She wanted to go back up to his room, and he agreed. There was a slight difference to the way she touched him, looked at him, like she was softening it, meaning to be gentler. He didn’t want this, didn’t want her to see him any differently, but knew that it was inevitable. It made him glad for his decision to show up only when he was ready. Hopefully the idea of him helpless and alone would be abstract and hazy, shot in her imagination with flattering filters, and she’d never truly get to keep a vision of how low he had sunk. This pity, if she was feeling pity, was temporary. He hoped.

Maybe he was overcompensating, but this led to him wanting to take control when they got to the bed.
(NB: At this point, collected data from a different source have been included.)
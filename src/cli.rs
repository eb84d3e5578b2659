use clap::{Parser, Subcommand};
use secrecy::ExposeSecret;
use settlement_gateway::config::ConfigInfo;

#[derive(Parser)]
#[command(name = "settlement-gateway")]
#[command(about = "Settlement Gateway - booking payments and refunds over Stripe Connect", long_about = None)]
pub struct Cli {
    #[command(subcommand)]
    pub command: Option<Commands>,
}

#[derive(Subcommand)]
pub enum Commands {
    /// Start the HTTP server (default)
    Serve {
        /// Override the listening port
        #[arg(long)]
        port: Option<u16>,
    },

    /// Validate configuration and print it with secrets redacted
    Config,
}

pub fn print_config(info: &ConfigInfo) {
    let config = &info.config;
    let key = config.stripe_secret_key.expose_secret();
    let mode = if key.starts_with("sk_live_") || key.starts_with("rk_live_") {
        "live"
    } else {
        "test"
    };

    println!("Configuration OK ({} profile)", info.profile.as_str());
    println!("  server_port              {}", config.server_port);
    println!("  stripe_api_base          {}", config.stripe_api_base);
    println!("  stripe_secret_key        [redacted, {} mode]", mode);
    println!(
        "  stripe_publishable_key   {}",
        if config.stripe_publishable_key.is_empty() { "(unset)" } else { config.stripe_publishable_key.as_str() }
    );
    println!("  stripe_api_version       {}", config.stripe_api_version);
    println!("  connect_account_country  {}", config.connect_account_country);
    println!("  account_link_refresh_url {}", config.account_link_refresh_url);
    println!("  account_link_return_url  {}", config.account_link_return_url);
    println!(
        "  cors_allowed_origins     {}",
        config.cors_allowed_origins.as_deref().unwrap_or("*")
    );
    println!("  log_format               {:?}", config.log_format);
    println!("  http_timeout_secs        {}", config.http_timeout.as_secs());

    if info.overrides.is_empty() {
        println!("No environment overrides");
    } else {
        println!("Overridden by environment: {}", info.overrides.join(", "));
    }
}
use crate::stripe::StripeError;
use axum::{http::StatusCode, response::{IntoResponse, Response}, Json};
use serde_json::json;

/// Step of settlement reversal that failed after the refund went through.
#[derive(Debug, Clone, Copy, PartialEq, Eq)]
pub enum ReversalStep {
    RetrievePayment,
    ListTransfers,
    ReverseTransfer,
}

impl ReversalStep {
    pub fn as_str(&self) -> &'static str {
        match self {
            Self::RetrievePayment => "retrieve_payment",
            Self::ListTransfers => "list_transfers",
            Self::ReverseTransfer => "reverse_transfer",
        }
    }
}

#[derive(Debug, thiserror::Error)]
pub enum AppError {
    #[error("Validation error: {0}")]
    Validation(String),
    #[error("{0}")]
    Upstream(String),
    /// The refund succeeded but unwinding its transfers did not. The refund is not
    /// rolled back.
    #[error("{message}")]
    PartialReversal {
        refund_id: String,
        refund_status: String,
        step: ReversalStep,
        reversed_transfers: Vec<String>,
        message: String,
    },
    #[error("Internal server error: {0}")]
    Internal(String),
}

impl From<StripeError> for AppError {
    fn from(err: StripeError) -> Self {
        AppError::Upstream(err.upstream_message())
    }
}

impl IntoResponse for AppError {
    fn into_response(self) -> Response {
        match self {
            AppError::Validation(msg) => {
                (StatusCode::BAD_REQUEST, Json(json!({ "error": msg }))).into_response()
            }
            AppError::Upstream(msg) | AppError::Internal(msg) => (
                StatusCode::INTERNAL_SERVER_ERROR,
                Json(json!({ "error": msg })),
            )
                .into_response(),
            AppError::PartialReversal {
                refund_id,
                refund_status,
                step,
                reversed_transfers,
                message,
            } => (
                StatusCode::INTERNAL_SERVER_ERROR,
                Json(json!({
                    "error": message,
                    "refundCompleted": true,
                    "refundId": refund_id,
                    "refundStatus": refund_status,
                    "failedStep": step.as_str(),
                    "reversedTransfers": reversed_transfers,
                })),
            )
                .into_response(),
        }
    }
}
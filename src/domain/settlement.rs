//! Settlement-group correlation token.

use chrono::Utc;
use serde::{Deserialize, Serialize};
use std::fmt;
use uuid::Uuid;

const PREFIX: &str = "booking";

/// Links one charge to the transfer(s) it funds so they can be unwound together.
///
/// Minted once per payment request and stored on the charge as its transfer group.
/// The millisecond timestamp keeps tokens roughly sortable; the random suffix makes
/// them unique even when minted within the same millisecond.
#[derive(Debug, Clone, PartialEq, Eq, Hash, Serialize, Deserialize)]
#[serde(transparent)]
pub struct SettlementGroup(String);

impl SettlementGroup {
    pub fn mint() -> Self {
        Self(format!(
            "{}_{}_{}",
            PREFIX,
            Utc::now().timestamp_millis(),
            Uuid::new_v4().simple()
        ))
    }

    /// Wraps a token read back from the platform. Blank tokens are treated as absent.
    pub fn from_platform(token: Option<String>) -> Option<Self> {
        token.filter(|t| !t.trim().is_empty()).map(Self)
    }

    pub fn as_str(&self) -> &str {
        &self.0
    }
}

impl fmt::Display for SettlementGroup {
    fn fmt(&self, f: &mut fmt::Formatter<'_>) -> fmt::Result {
        f.write_str(&self.0)
    }
}
#[derive(Debug, Clone, Copy, PartialEq, Eq)]
pub enum Profile {
    Development,
    Staging,
    Production,
}

impl Profile {
    pub fn parse(value: &str) -> Option<Self> {
        match value.to_lowercase().as_str() {
            "development" | "dev" => Some(Self::Development),
            "staging" | "stage" => Some(Self::Staging),
            "production" | "prod" => Some(Self::Production),
            _ => None,
        }
    }

    pub fn as_str(&self) -> &'static str {
        match self {
            Self::Development => "development",
            Self::Staging => "staging",
            Self::Production => "production",
        }
    }
}

#[derive(Debug, Clone)]
pub struct ProfileDefaults {
    pub server_port: u16,
    pub stripe_api_base: String,
    pub account_link_refresh_url: String,
    pub account_link_return_url: String,
    pub cors_allowed_origins: Option<String>,
}

impl ProfileDefaults {
    pub fn for_profile(profile: Profile) -> Self {
        let stripe_api_base = "https://api.stripe.com".to_string();
        match profile {
            Profile::Development => Self {
                server_port: 3000,
                stripe_api_base,
                account_link_refresh_url: "http://localhost:3000/reauth".to_string(),
                account_link_return_url: "http://localhost:3000/return".to_string(),
                cors_allowed_origins: None,
            },
            Profile::Staging => Self {
                server_port: 8080,
                stripe_api_base,
                account_link_refresh_url: "https://staging.example.com/reauth".to_string(),
                account_link_return_url: "https://staging.example.com/return".to_string(),
                cors_allowed_origins: None,
            },
            Profile::Production => Self {
                server_port: 8080,
                stripe_api_base,
                account_link_refresh_url: "https://app.example.com/reauth".to_string(),
                account_link_return_url: "https://app.example.com/return".to_string(),
                cors_allowed_origins: None,
            },
        }
    }
}
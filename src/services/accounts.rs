use crate::ports::PaymentPlatform;
use crate::schemas::{DeletionDetails, DeletionResult};
use crate::stripe::models::Deleted;
use crate::stripe::StripeError;
use std::sync::Arc;
use tracing::{info, warn};

#[derive(Clone)]
pub struct AccountService {
    platform: Arc<dyn PaymentPlatform>,
}

impl AccountService {
    pub fn new(platform: Arc<dyn PaymentPlatform>) -> Self {
        Self { platform }
    }

    /// Deletes the renter and/or owner records. Each deletion is attempted on its own;
    /// one failing does not stop or undo the other.
    pub async fn delete_accounts(
        &self,
        customer_id: Option<&str>,
        connect_account_id: Option<&str>,
    ) -> DeletionDetails {
        let mut details = DeletionDetails::default();

        if let Some(id) = customer_id {
            let result = self.platform.delete_customer(id).await;
            details.customer = Some(record("customer", id, result));
        }

        if let Some(id) = connect_account_id {
            let result = self.platform.delete_connect_account(id).await;
            details.connect_account = Some(record("connect account", id, result));
        }

        details
    }
}

impl DeletionDetails {
    pub fn all_succeeded(&self) -> bool {
        [&self.customer, &self.connect_account]
            .into_iter()
            .flatten()
            .all(|r| r.success)
    }
}

fn record(kind: &str, id: &str, result: Result<Deleted, StripeError>) -> DeletionResult {
    match result {
        Ok(deleted) => {
            info!(id, deleted = deleted.deleted, "Deleted {}", kind);
            DeletionResult {
                id: id.to_string(),
                success: true,
                error: None,
            }
        }
        Err(e) => {
            warn!(id, "Failed to delete {}: {}", kind, e);
            DeletionResult {
                id: id.to_string(),
                success: false,
                error: Some(e.upstream_message()),
            }
        }
    }
}
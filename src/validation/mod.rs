//! Turns loosely-typed request bodies into validated commands. Nothing here talks to
//! the payment platform: a request that fails validation never leaves the process.

use crate::error::AppError;
use crate::schemas::CreatePaymentIntentRequest;
use crate::services::settlement::SettlementRequest;
use async_trait::async_trait;
use axum::{
    body::{Body, Bytes},
    extract::FromRequest,
    http::Request,
};
use serde::de::DeserializeOwned;

pub const DEFAULT_CURRENCY: &str = "myr";
pub const DEFAULT_DESCRIPTION: &str = "booking";

/// JSON body extractor whose failures are validation errors.
///
/// An empty body reads as `{}`, so a request without one is reported field by field
/// like any other incomplete request. Malformed JSON and values of the wrong type are
/// rejected with 400 before a handler runs.
pub struct ValidatedJson<T>(pub T);

#[async_trait]
impl<T, S> FromRequest<S, Body> for ValidatedJson<T>
where
    T: DeserializeOwned,
    S: Send + Sync,
{
    type Rejection = AppError;

    async fn from_request(req: Request<Body>, state: &S) -> Result<Self, Self::Rejection> {
        let bytes = Bytes::from_request(req, state)
            .await
            .map_err(|e| AppError::Validation(format!("Failed to read request body: {}", e)))?;

        let body: &[u8] = if bytes.iter().all(u8::is_ascii_whitespace) {
            b"{}"
        } else {
            &bytes
        };

        serde_json::from_slice(body)
            .map(ValidatedJson)
            .map_err(|e| AppError::Validation(format!("Invalid request body: {}", e)))
    }
}

/// Returns the trimmed value, or `None` when absent or blank.
fn present(value: Option<String>) -> Option<String> {
    value
        .map(|v| v.trim().to_string())
        .filter(|v| !v.is_empty())
}

pub fn required(field: &str, value: Option<String>) -> Result<String, AppError> {
    present(value).ok_or_else(|| AppError::Validation(format!("{} is required", field)))
}

pub fn optional(value: Option<String>) -> Option<String> {
    present(value)
}

impl TryFrom<CreatePaymentIntentRequest> for SettlementRequest {
    type Error = AppError;

    fn try_from(req: CreatePaymentIntentRequest) -> Result<Self, Self::Error> {
        let amount = req.amount.filter(|a| *a != 0);
        let customer_id = present(req.customer_id);
        let destination = present(req.owner_connect_account_id);

        let mut missing = Vec::new();
        if amount.is_none() {
            missing.push("amount");
        }
        if customer_id.is_none() {
            missing.push("customerId");
        }
        if destination.is_none() {
            missing.push("ownerConnectAccountId");
        }

        match (amount, customer_id, destination) {
            (Some(amount), Some(customer_id), Some(destination)) => {
                if amount < 0 {
                    return Err(AppError::Validation(
                        "amount must be a positive integer in minor currency units".to_string(),
                    ));
                }

                let platform_fee = req.platform_fee.unwrap_or(0);
                if platform_fee < 0 {
                    return Err(AppError::Validation(
                        "platformFee must not be negative".to_string(),
                    ));
                }

                Ok(SettlementRequest {
                    amount,
                    customer_id,
                    destination,
                    currency: present(req.currency)
                        .map(|c| c.to_lowercase())
                        .unwrap_or_else(|| DEFAULT_CURRENCY.to_string()),
                    platform_fee,
                    description: present(req.description)
                        .unwrap_or_else(|| DEFAULT_DESCRIPTION.to_string()),
                })
            }
            _ => Err(AppError::Validation(format!(
                "Missing required fields: {}",
                missing.join(", ")
            ))),
        }
    }
}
The admission put her in an emotional state, but maybe she’d remember instead his tongue against her clit, his fingers deep inside her, or, and this was likely, his impeccable timing, having rolled on the condom and then sinking into her
right before
getting her to come, knowing now that she wanted to come with him inside her, her hands full of whatever part of him she could find, and he felt it was perfect this time, felt the strength of the climax that tore through her, felt it in the arch of her back, her pleasurably painful grip on his hair and shoulder. 

“You’re crazy,” she said, trying to laugh, still out of breath some time later.

“You love me, don’t you?”

“Yes,” she said, quickly. “That’s not the problem at all.”

 

Chapter 17

 

 

She thought that her five-thirty alarm was already impossibly early, but when she flicked the “dismiss” option on her phone, Jake was already awake, reading on his iPad.

“God,” she said, voice cracking from her dry throat. “I still can’t believe how functional you are at this time.”

“I told you, I’ve perfected the power nap,” he said. “They make me wait a lot at work. I can get a good night’s sleep two hours at a time spread out in a twenty-four hour period. I swear I’m completely rested.”

“But jet lag.” Lindsay had been doing this world-travel thing for a few years now, and coped by sleeping in planes, buses, any vehicle that she had to park her butt in for an hour or more.

“I can align my power naps with time zones.”

“That can’t be healthy.”

“It means I can take the night shift.”

Lindsay groaned and elbowed his side. He meant the night shift, during the zombie apocalypse. “You know what happens when you’re sleep deprived, right? It catches up. You drop like a log, and you don’t even know it. You’re going to
suck
at night duty especially if you’re armed. Might as well just give the zombies a gun.”

“You will be proven wrong, and you’ll beg me to teach you.”

“You like it when I beg, don’t you.”

His leg brushed against hers under the covers. “Why are you up so early?”

“Need to call Marnie while she’s at work. You’re going to be all right today?”

Jake nodded. “There are some sessions I want to attend, and then I have those meetings scheduled. I think you can leave me alone for a day, I won’t set anything on fire.”

“I’ll find you at the cocktails tonight, okay?”

After showering and collecting her work things, she found a spot at the hotel’s business center.

Marnie stayed in New York even during conference season. First there was the matter of her small child, but as time went on, and more opportunities weren’t taken, Lindsay suspected that she just never wanted to travel. The woman wouldn’t admit a fear of flying, but never agreed to go on flights, or ferry rides, for that matter.

Lindsay found her on Skype and started the call. “Hey, Marnie,” she said, when Marnie picked up. “Thanks for those slides I asked for. Lucien is going to need you to stand by there for another hour or so until he finds out if his eight a.m. is going to happen.”

“No problem. I’ll wait.”

“And...yeah I have another thing. I’d do it myself except it’s going to distract me from actual work...”

“What is it?”

“Can you find out anything you can about an accident on the
Rage Eternal
set last year? August?”

“Why are you looking up stuff about Jacob behind his back?”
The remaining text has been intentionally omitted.